:: Task ::
Scan the records for the string "stdout" and copy every line that holds it.

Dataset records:
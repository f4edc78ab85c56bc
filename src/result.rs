//! Unified result shaping.
//!
//! Every execution mode funnels through this module; it is the only path by
//! which outcomes leave the core. Only a small set of error kinds surface as
//! `success=false` with an `error` body; everything else is observable
//! payload behavior and lands in the `data` block, with reserved exit-code
//! sentinels for timeout and out-of-memory kills.

use serde::Serialize;

use crate::error::{Error, ErrorKind};
use crate::executor::{ExecutionMode, RunOutput};
use crate::policy::{PolicyResolution, PolicySource};
use crate::proxy::AuditEntry;

/// Reserved exit code reported when the payload hit the wall-clock limit.
pub const EXIT_CODE_TIMEOUT: i64 = 124;

/// Reserved exit code reported when the payload was killed by the memory
/// cap (SIGKILL from the OOM killer, Docker convention).
pub const EXIT_CODE_OOM: i64 = 137;

/// The externally visible result shape.
#[derive(Debug, Clone, Serialize)]
#[serde(rename_all = "camelCase")]
pub struct ExecutionResult {
    pub success: bool,
    #[serde(skip_serializing_if = "Option::is_none")]
    pub data: Option<ExecutionData>,
    #[serde(skip_serializing_if = "Option::is_none")]
    pub error: Option<ErrorBody>,
}

#[derive(Debug, Clone, Serialize)]
#[serde(rename_all = "camelCase")]
pub struct ExecutionData {
    pub stdout: String,
    pub stderr: String,
    pub exit_code: i64,
    pub execution_time_ms: u64,
    pub execution_mode: String,
    #[serde(skip_serializing_if = "Option::is_none")]
    pub network_log: Option<Vec<AuditEntry>>,
    #[serde(skip_serializing_if = "Option::is_none")]
    pub policy_info: Option<PolicyInfo>,
}

#[derive(Debug, Clone, Serialize)]
#[serde(rename_all = "camelCase")]
pub struct PolicyInfo {
    pub source: PolicySource,
    #[serde(skip_serializing_if = "Option::is_none")]
    pub error: Option<String>,
}

impl From<&PolicyResolution> for PolicyInfo {
    fn from(resolution: &PolicyResolution) -> Self {
        Self {
            source: resolution.source,
            error: resolution.error.clone(),
        }
    }
}

#[derive(Debug, Clone, Serialize)]
#[serde(rename_all = "camelCase")]
pub struct ErrorBody {
    pub message: String,
    pub kind: ErrorKind,
}

impl ExecutionResult {
    /// Shape a completed payload run.
    pub fn from_run(
        mode: ExecutionMode,
        run: RunOutput,
        execution_time_ms: u64,
        network_log: Option<Vec<AuditEntry>>,
        policy_info: Option<PolicyInfo>,
    ) -> Self {
        let exit_code = if run.oom_killed {
            EXIT_CODE_OOM
        } else {
            run.exit_code
        };

        Self {
            success: exit_code == 0,
            data: Some(ExecutionData {
                stdout: run.stdout,
                stderr: run.stderr,
                exit_code,
                execution_time_ms,
                execution_mode: mode.as_str().to_string(),
                network_log,
                policy_info,
            }),
            error: None,
        }
    }

    /// Shape a failed run. Terminal kinds get an `error` body; all other
    /// kinds are reported through `data` with a sentinel exit code.
    pub fn from_error(
        mode: ExecutionMode,
        error: &Error,
        execution_time_ms: u64,
        network_log: Option<Vec<AuditEntry>>,
        policy_info: Option<PolicyInfo>,
    ) -> Self {
        let kind = error.kind();

        if kind.is_terminal() {
            return Self {
                success: false,
                data: None,
                error: Some(ErrorBody {
                    message: error.to_string(),
                    kind,
                }),
            };
        }

        let exit_code = match kind {
            ErrorKind::Timeout => EXIT_CODE_TIMEOUT,
            ErrorKind::OutOfMemory => EXIT_CODE_OOM,
            _ => -1,
        };

        Self {
            success: false,
            data: Some(ExecutionData {
                stdout: String::new(),
                stderr: error.to_string(),
                exit_code,
                execution_time_ms,
                execution_mode: mode.as_str().to_string(),
                network_log,
                policy_info,
            }),
            error: None,
        }
    }
}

:: Your response ::
    pub stdout: String,
                stdout: run.stdout,
                stdout: String::new(),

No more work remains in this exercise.